Located by the beautifully decorated lobby (the hotel’s lobby is unmissable, it exhibits a mix of Arabic patterns with modern art and on the ceiling, an eye-catching canopy bears a design that alludes to Qatar’s traditional craft of Sadu weaving), The Salt Road Doha is a venture from Chefs Craig Cormack and Beau du Toit, offering internationally-inspired dishes crafted with South African techniques, with selected salts elevating each creation.
I had the pleasure of meeting Chef Craig at an event a couple of years ago, where he passionately explained why this often overlooked ingredient became the driving force behind his culinary career. It’s a fascinating story, and he’s been spreading knowledge and showcasing the many different types of salt worldwide.
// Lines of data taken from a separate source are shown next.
use std::path::{Path, PathBuf};

use anyhow::Context as _;
use clap::{Parser, Subcommand};
use overlayer::{
    Affordance, BackgroundRaster, ContainerBounds, DirAssetSource, DirSink, Editor, EditorConfig,
    ImageFile, NullView, OverlayTransform, PointerInput,
};

#[derive(Parser, Debug)]
#[command(name = "overlayer", version)]
struct Cli {
    #[command(subcommand)]
    cmd: Command,
}

#[derive(Subcommand, Debug)]
enum Command {
    /// Flatten one overlay onto a background at an explicit placement.
    Compose(ComposeArgs),
    /// Replay a recorded gesture script through an editor session.
    Replay(ReplayArgs),
}

#[derive(Parser, Debug)]
struct ComposeArgs {
    /// Background image.
    #[arg(long)]
    background: PathBuf,

    /// Overlay image.
    #[arg(long)]
    overlay: PathBuf,

    /// Output PNG path.
    #[arg(long)]
    out: PathBuf,

    /// Width of the container the background is fitted into.
    #[arg(long)]
    container_width: f64,

    /// Optional container height bound.
    #[arg(long)]
    container_height: Option<f64>,

    /// Overlay left edge, display pixels.
    #[arg(long, default_value_t = 0.0, allow_hyphen_values = true)]
    x: f64,

    /// Overlay top edge, display pixels.
    #[arg(long, default_value_t = 0.0, allow_hyphen_values = true)]
    y: f64,

    /// Overlay width, display pixels (default from config).
    #[arg(long)]
    width: Option<f64>,

    /// Overlay height, display pixels (default follows the overlay's aspect).
    #[arg(long)]
    height: Option<f64>,

    /// Clockwise rotation in degrees.
    #[arg(long, default_value_t = 0.0, allow_hyphen_values = true)]
    rotation: f64,

    /// Editor config JSON.
    #[arg(long)]
    config: Option<PathBuf>,
}

#[derive(Parser, Debug)]
struct ReplayArgs {
    /// Gesture script JSON.
    #[arg(long)]
    script: PathBuf,

    /// Output directory; the export lands here under the configured file name.
    #[arg(long)]
    out: PathBuf,

    /// Editor config JSON.
    #[arg(long)]
    config: Option<PathBuf>,
}

/// A recorded editing session. Relative paths resolve against the script's
/// directory.
#[derive(serde::Deserialize, Debug)]
#[serde(deny_unknown_fields)]
struct Script {
    background: PathBuf,
    /// Root the gallery paths are read from.
    #[serde(default)]
    assets_root: Option<PathBuf>,
    #[serde(default)]
    container: Option<ContainerBounds>,
    #[serde(default)]
    cheat_code: Option<String>,
    slot: usize,
    #[serde(default)]
    steps: Vec<Step>,
}

#[derive(serde::Deserialize, Debug)]
#[serde(tag = "op", rename_all = "snake_case")]
enum Step {
    Down {
        affordance: Affordance,
        x: f64,
        y: f64,
        #[serde(default)]
        touch: Option<u64>,
    },
    Move {
        x: f64,
        y: f64,
        #[serde(default)]
        touch: Option<u64>,
    },
    Up,
    /// Hide the overlay again.
    Clear,
}

fn pointer(x: f64, y: f64, touch: Option<u64>) -> PointerInput {
    match touch {
        Some(id) => PointerInput::touch(id, x, y),
        None => PointerInput::mouse(x, y),
    }
}

fn main() -> anyhow::Result<()> {
    init_tracing();
    let cli = Cli::parse();
    match cli.cmd {
        Command::Compose(args) => cmd_compose(args),
        Command::Replay(args) => cmd_replay(args),
    }
}

fn init_tracing() {
    use tracing_subscriber::prelude::*;

    let filter = tracing_subscriber::EnvFilter::try_from_default_env()
        .unwrap_or_else(|_| tracing_subscriber::EnvFilter::new("warn"));
    tracing_subscriber::registry()
        .with(filter)
        .with(
            tracing_subscriber::fmt::layer()
                .with_writer(std::io::stderr)
                .with_target(true),
        )
        .init();
}

fn load_config(path: Option<&Path>) -> anyhow::Result<EditorConfig> {
    Ok(match path {
        Some(p) => EditorConfig::load(p)?,
        None => EditorConfig::default(),
    })
}

fn cmd_compose(args: ComposeArgs) -> anyhow::Result<()> {
    let config = load_config(args.config.as_deref())?;
    let bounds = match args.container_height {
        Some(h) => ContainerBounds::new(args.container_width, h),
        None => ContainerBounds::width(args.container_width),
    };
    bounds.validate()?;

    let bg_file = ImageFile::read(&args.background)?;
    overlayer::check_image_mime(&bg_file.mime)?;
    let bg_image = overlayer::decode_image(&bg_file.bytes)?;
    let background = BackgroundRaster::fit(bg_image, bounds, bg_file.name)?;

    let overlay_file = ImageFile::read(&args.overlay)?;
    overlayer::check_image_mime(&overlay_file.mime)?;
    let overlay = overlayer::decode_image(&overlay_file.bytes)?;

    let width = args.width.unwrap_or(config.default_overlay_width_px);
    let mut transform = OverlayTransform::reset_with_aspect(width, Some(overlay.aspect()));
    transform.x = args.x;
    transform.y = args.y;
    if let Some(h) = args.height {
        transform.height = h;
    }
    transform.rotation_deg = args.rotation;
    if !transform.is_finite() || transform.width <= 0.0 || transform.height <= 0.0 {
        anyhow::bail!("overlay placement must be finite with a positive size");
    }

    let result = overlayer::compose(Some(&background), Some(&overlay), &transform)?;
    let png = result.encode_png()?;

    if let Some(parent) = args.out.parent()
        && !parent.as_os_str().is_empty()
    {
        std::fs::create_dir_all(parent)
            .with_context(|| format!("create output dir '{}'", parent.display()))?;
    }
    std::fs::write(&args.out, png).with_context(|| format!("write png '{}'", args.out.display()))?;

    eprintln!(
        "wrote {} ({}x{})",
        args.out.display(),
        result.width,
        result.height
    );
    Ok(())
}

fn cmd_replay(args: ReplayArgs) -> anyhow::Result<()> {
    let text = std::fs::read_to_string(&args.script)
        .with_context(|| format!("read script '{}'", args.script.display()))?;
    let script: Script = serde_json::from_str(&text)
        .with_context(|| format!("parse script '{}'", args.script.display()))?;
    let base = args
        .script
        .parent()
        .unwrap_or_else(|| Path::new("."))
        .to_path_buf();

    let mut config = load_config(args.config.as_deref())?;
    if let Some(bounds) = script.container {
        config.container = bounds;
    }

    let assets_root = base.join(script.assets_root.as_deref().unwrap_or(Path::new(".")));
    let mut editor = Editor::new(config, DirAssetSource::new(assets_root))?;

    editor.upload_background(ImageFile::read(&base.join(&script.background))?)?;
    editor.preload_gallery();
    let mut errors = editor.pump_blocking();
    if let Some(code) = &script.cheat_code
        && editor.type_cheat_code(code).is_some()
    {
        errors.extend(editor.pump_blocking());
    }
    if let Some(e) = errors.into_iter().next() {
        return Err(e.into());
    }

    if !editor.choose_overlay(script.slot)? {
        anyhow::bail!("gallery slot {} failed to load", script.slot);
    }

    let mut view = NullView;
    for step in &script.steps {
        match *step {
            Step::Down {
                affordance,
                x,
                y,
                touch,
            } => {
                editor.pointer_down(affordance, pointer(x, y, touch));
            }
            Step::Move { x, y, touch } => {
                editor.pointer_move(pointer(x, y, touch), &mut view);
            }
            Step::Up => {
                editor.pointer_up();
            }
            Step::Clear => editor.clear_overlay(),
        }
    }

    let mut sink = DirSink::new(args.out.clone());
    let receipt = editor.export(&mut sink)?;
    eprintln!(
        "wrote {} ({}x{})",
        sink.path_for(&receipt.file_name).display(),
        receipt.width,
        receipt.height
    );
    Ok(())
}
On entering the eatery in Doha, you’re welcomed by a vast collection of salt specimens from Mozambique, Germany, Scotland, France and many other countries – some donated by guests. And guess what? Not all of them are white; it’s like a collection of colourful sand that adds a unique touch to the décor. Regarding the interiors, the restaurant offers an indoor dining room and an outdoor terrace. Inside, the colour scheme is primarily black and white, with touches of brown ranging from pale beige to darker tones. The wood panels in the ceiling create a cosy atmosphere while the patterned tiles add a funky touch to the space. The open kitchen lets you observe the chefs at work and have a peek at the Josper – everything harmoniously working to the tune of Chef Calum.
The dining journey started with a beautiful, warm loaf of bread that we topped with butter and received three types of salt to accompany it: Kala Namak (known for its sulphur note), Black Salt from Hawaii and Baleni Salt (hand-harvested salt from a geothermal spring in South Africa) – such a creative way to help us navigate this vast yet not widely known world of salts. I previously followed a vegan diet, and Kala Namak was present in my scrambled tofu for a touch of eggy flavour, but it was the first time my dining companion had tried it and she was amazed and intrigued by the taste of it – salt can be surprising sometimes.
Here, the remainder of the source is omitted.